あのとき離した手を、また繋いで。



夏希のことだ。


"私、夏希と離れたくないよ……。"


口をついてでそうな本音に唇を噛んだ。


でも、なんでだろう?涙がでないの。
夏希のことがこんなに好きなのに。



「黒木さん……」

「……?」

「私、夏希に救われたの。ずっと噂のことで友だちもいなくて、ひとりぼっちで、本当の私を見てくれる人なんていなかった。
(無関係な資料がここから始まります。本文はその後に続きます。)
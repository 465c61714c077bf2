//! Unit test harness

mod common;
mod test_gate;
mod test_server;
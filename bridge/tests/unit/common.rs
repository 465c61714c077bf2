//! Shared test doubles

use std::collections::HashMap;
use std::sync::atomic::{AtomicUsize, Ordering};
use std::sync::Mutex;

use async_trait::async_trait;
use base64::engine::general_purpose::URL_SAFE_NO_PAD;
use base64::Engine;
use http::Method;
use serde_json::Value;

use gatelink::authn::exchange::TokenExchangeExt;
use gatelink::authn::token::TokenRecord;
use gatelink::authn::token_mngr::{ActiveToken, TokenManagerExt};
use gatelink::came::client::{TransportExt, VendorResponse};
use gatelink::errors::BridgeError;

/// Build a token record the way the vendor's token endpoint would
pub fn record(access_token: &str, base: Option<&str>) -> TokenRecord {
    TokenRecord {
        access_token: access_token.to_string(),
        refresh_token: None,
        base: base.map(str::to_string),
        extra: serde_json::Map::new(),
    }
}

/// Assemble an unsigned JWT carrying the given claims
pub fn fake_jwt(claims: &Value) -> String {
    let header = URL_SAFE_NO_PAD.encode(r#"{"alg":"HS256","typ":"JWT"}"#);
    let payload = URL_SAFE_NO_PAD.encode(claims.to_string());
    format!("{}.{}.sig", header, payload)
}

/// Token manager double: hands out a fixed token and rewrites it on refresh
/// so callers can tell which token served which request
pub struct FakeTokenManager {
    token: Mutex<String>,
    base: String,
    refreshes: AtomicUsize,
}

impl FakeTokenManager {
    pub fn new(token: &str, base: &str) -> Self {
        Self {
            token: Mutex::new(token.to_string()),
            base: base.to_string(),
            refreshes: AtomicUsize::new(0),
        }
    }

    pub fn refresh_count(&self) -> usize {
        self.refreshes.load(Ordering::SeqCst)
    }
}

#[async_trait]
impl TokenManagerExt for FakeTokenManager {
    async fn ensure_token(&self) -> Result<ActiveToken, BridgeError> {
        Ok(ActiveToken {
            access_token: self.token.lock().unwrap().clone(),
            base: self.base.clone(),
        })
    }

    async fn refresh_token(&self) -> Result<ActiveToken, BridgeError> {
        self.refreshes.fetch_add(1, Ordering::SeqCst);
        let mut token = self.token.lock().unwrap();
        *token = format!("{}-refreshed", token);
        Ok(ActiveToken {
            access_token: token.clone(),
            base: self.base.clone(),
        })
    }
}

/// Exchange double: returns a canned record and counts how often it ran
pub struct CountingExchange {
    record: TokenRecord,
    fetches: AtomicUsize,
}

impl CountingExchange {
    pub fn new(record: TokenRecord) -> Self {
        Self {
            record,
            fetches: AtomicUsize::new(0),
        }
    }

    pub fn fetch_count(&self) -> usize {
        self.fetches.load(Ordering::SeqCst)
    }
}

#[async_trait]
impl TokenExchangeExt for CountingExchange {
    async fn fetch_token(&self) -> Result<TokenRecord, BridgeError> {
        self.fetches.fetch_add(1, Ordering::SeqCst);
        Ok(self.record.clone())
    }
}

/// Exchange double that fails the way a full host sweep does
pub struct FailingExchange;

#[async_trait]
impl TokenExchangeExt for FailingExchange {
    async fn fetch_token(&self) -> Result<TokenRecord, BridgeError> {
        Err(BridgeError::ExchangeError(
            "https://app.cameconnect.net/api: auth-code endpoint returned 403: denied".to_string(),
        ))
    }
}

/// Transport double: answers from a (method, url) table, falls back to a
/// fixed response, and records every call in order
pub struct MapTransport {
    responses: HashMap<(String, String), (u16, String)>,
    fallback: (u16, String),
    calls: Mutex<Vec<(String, String)>>,
}

impl MapTransport {
    pub fn new(fallback_status: u16, fallback_body: &str) -> Self {
        Self {
            responses: HashMap::new(),
            fallback: (fallback_status, fallback_body.to_string()),
            calls: Mutex::new(Vec::new()),
        }
    }

    pub fn respond(mut self, method: Method, url: &str, status: u16, body: &str) -> Self {
        self.responses.insert(
            (method.to_string(), url.to_string()),
            (status, body.to_string()),
        );
        self
    }

    pub fn calls_seen(&self) -> Vec<(String, String)> {
        self.calls.lock().unwrap().clone()
    }
}

#[async_trait]
impl TransportExt for MapTransport {
    async fn execute(
        &self,
        method: Method,
        url: &str,
        _bearer: &str,
        _payload: Option<&Value>,
    ) -> Result<VendorResponse, BridgeError> {
        self.calls
            .lock()
            .unwrap()
            .push((method.to_string(), url.to_string()));

        let (status, body) = self
            .responses
            .get(&(method.to_string(), url.to_string()))
            .cloned()
            .unwrap_or_else(|| self.fallback.clone());

        Ok(VendorResponse { status, body })
    }
}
でも夏希だけが私のことを見つけてくれたの」



私、ずっと夏希に感謝している。

だからこの恋は諦めきれない。

大切で、大好きで、愛しくて……。


どうしても、どうやったって、難しい。


無謀。だって、大好きな夏希と繋いだ気持ちを解いて、私じゃない女の子に、なんて。


考えるだけでどうにかなりそうなくらいだ。
ぐちゃぐちゃに絡まりあった運命の赤い糸。
どうやたって、私と夏希の小指を一本で繋いではくれないのかな。


わからない。夏希の答え次第だろう。



「夏希と話すから」



どうして初めての恋は叶わないなんて、そんな誰がつくったのかもわからないジンクスがいま頭に浮かぶんだろう。


ね、夏希……。



***



夏希と話すと決めたって、どうやっても勇気は出なかった。


"黒木さんから聞いたよ。"
"私と黒木さん、どっちを選ぶの?"


なんて、そんなこと聞けるわけなかった。


授業中いつも夏希は寝ているのに、ここ5日はずっと起きて授業を受けていた。
先生には「ようやく反省したのか」なんていじられていたけれど、夏希は乾いた笑いを浮かべて対応していた。